The simple design of the museum on a hill reflects modern painter Chang Uc-chin’s pursuit of simplicity

 
The Chang Ucchin Museum of Art in Yangju, Gyeonggi Province (Park Hyun-koo/The Korea Herald)
The Chang Ucchin Museum of Art in Yangju, Gyeonggi Province (Park Hyun-koo/The Korea Herald)

The following is part of a series that explores museums dedicated to the well-known Korean contemporary artists that bear their name --Ed.



On a hill covered with green grass, a light blue building greets visitors. The Chang Ucchin Museum of Art in Yangju, Gyeonggi Province, is composed of triangles and rectangles. Its design reflects the artist’s lifelong philosophy: simplicity.

“If my father were alive, he would have loved this place,” Chang Kyeong-soo, the artist’s eldest daughter and the honorary director of the museum, told The Korea Herald on May 13. “I imagine my father quietly looking out the window and watching kids playing on the grass. He loved kids and family.”

Kyeong-soo was very close to her father, one of South Korea’s representative modern artists, whose paintings suggest childlike innocence and simplicity. She recalled how he used to take her for walks around Changgyeong Palace in Seoul and show her his paintings before revealing them to the world.

The museum houses 230 works by the artist, who died unexpectedly in 1990 during an asthma attack. Kyeong-soo led its establishment in 2014 as a tribute to her father.

Chang Kyeong-soo (right), Chang Uc-chin’s daughter and the honorary director of the Chang Ucchin Museum of Art, poses with Cho Hyun-young, director of the museum, in front of Chang’s artworks at the museum. (Park Hyun-koo/The Korea Herald)
Chang Kyeong-soo (right), Chang Uc-chin’s daughter and the honorary director of the Chang Ucchin Museum of Art, poses with Cho Hyun-young, director of the museum, in front of Chang’s artworks at the museum. (Park Hyun-koo/The Korea Herald)

Born in 1918, the artist lived through much of Korea’s turbulent recent history -- the Japanese colonial era, the Korean War, and industrialization in the 1960s and 1970s.

He loved folksy subjects such as Korea’s rural scenery, family, magpies and hanok -- traditional Korean houses. Due to his pursuit of simplicity, some say his paintings look like the work of a child. But that simple style was the result of Chang’s agonizing struggle to understand himself as an artist.

“An artist’s role is to seek out their own art with creativity, and they need to know themselves very well. In order to do so, they need naivete,” he wrote in a book of short prose published in 1976.

“He always said, ‘I am simple,’” his daughter recalled. 
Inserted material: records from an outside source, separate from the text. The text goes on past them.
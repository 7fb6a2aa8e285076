use std::path::PathBuf;

use crate::db::{get_connection, init_db};
use crate::error::Result;
use crate::settings::{load_settings, save_settings, shellexpand_path};

pub fn run(data_dir: Option<String>, user: Option<String>) -> Result<()> {
    let mut settings = load_settings();
    if let Some(dir) = data_dir {
        settings.data_dir = shellexpand_path(&dir);
    }
    if let Some(user) = user {
        settings.user_id = user;
    }
    save_settings(&settings)?;

    let resolved = PathBuf::from(&settings.data_dir);
    std::fs::create_dir_all(&resolved)?;
    let conn = get_connection(&settings.db_path())?;
    init_db(&conn)?;

    println!("Initialized moneta at {}", resolved.display());
    Ok(())
}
“Tree and Bird” by Chang Uc-chin (Chang Ucchin Museum of Art)
“Tree and Bird” by Chang Uc-chin (Chang Ucchin Museum of Art)

After graduating from high school in Korea when the country was still under Japanese rule, Chang Uc-chin left for Japan to study art. At the time, modern art was the trend in Japan, which was heavily influenced by the European art scene.

“He refused to learn the trend there. At school, he drew Japanese modern art as he was taught. But at home, he did his own thing,” Kyeong-soo said.

Chang returned to Korea after the country’s liberation at the end of World War II. Decades later, in the 1960s and 1970s, Koreans became fascinated by Western-style abstract paintings. Soon there were no painters in Korea who did not do abstract paintings, according to Kyeong-soo.

The trend caused difficulties for Chang. He was tormented about whether to follow it or maintain his own style. Chang hardly held a brush during that time, his daughter recalled.

“He constantly asked me, ‘Who am I, and who are you?’ … I laughed it off at the time, but now I think he greatly suffered as an artist who considered uniqueness in one’s paintings the most important thing.” 

The Chang Ucchin Museum of Art in Yangju, Gyeonggi Province (Park Hyun-koo/The Korea Herald)
The Chang Ucchin Museum of Art in Yangju, Gyeonggi Province (Park Hyun-koo/The Korea Herald)

Chang experimented with monochrome painting for a year, but soon returned to his signature style.

“It looked as if he concluded that abstract painting was not his thing,” his daughter said.

Chang’s paintings are relatively small -- most are less than 50 centimeters in length and width. “He rarely put one of his drawings on an easel to paint,” Kyeong-soo said. “He laid it on the floor or put it on his palm. He stuck to small paintings so he could depict things intensely.” 

“Self-Portrait” by Chang Uc-chin (Chang Ucchin Museum of Art)
“Self-Portrait” by Chang Uc-chin (Chang Ucchin Museum of Art)

Some of Chang’s paintings are imbued with a sense of humor. “Self-Portrait,” which Chang completed in 1951 during the Korean War, depicts peaceful rural scenery, full of golden waves of rice before harvest. Wearing a tuxedo, Chang walks along a pathway with a puppy and birds following him.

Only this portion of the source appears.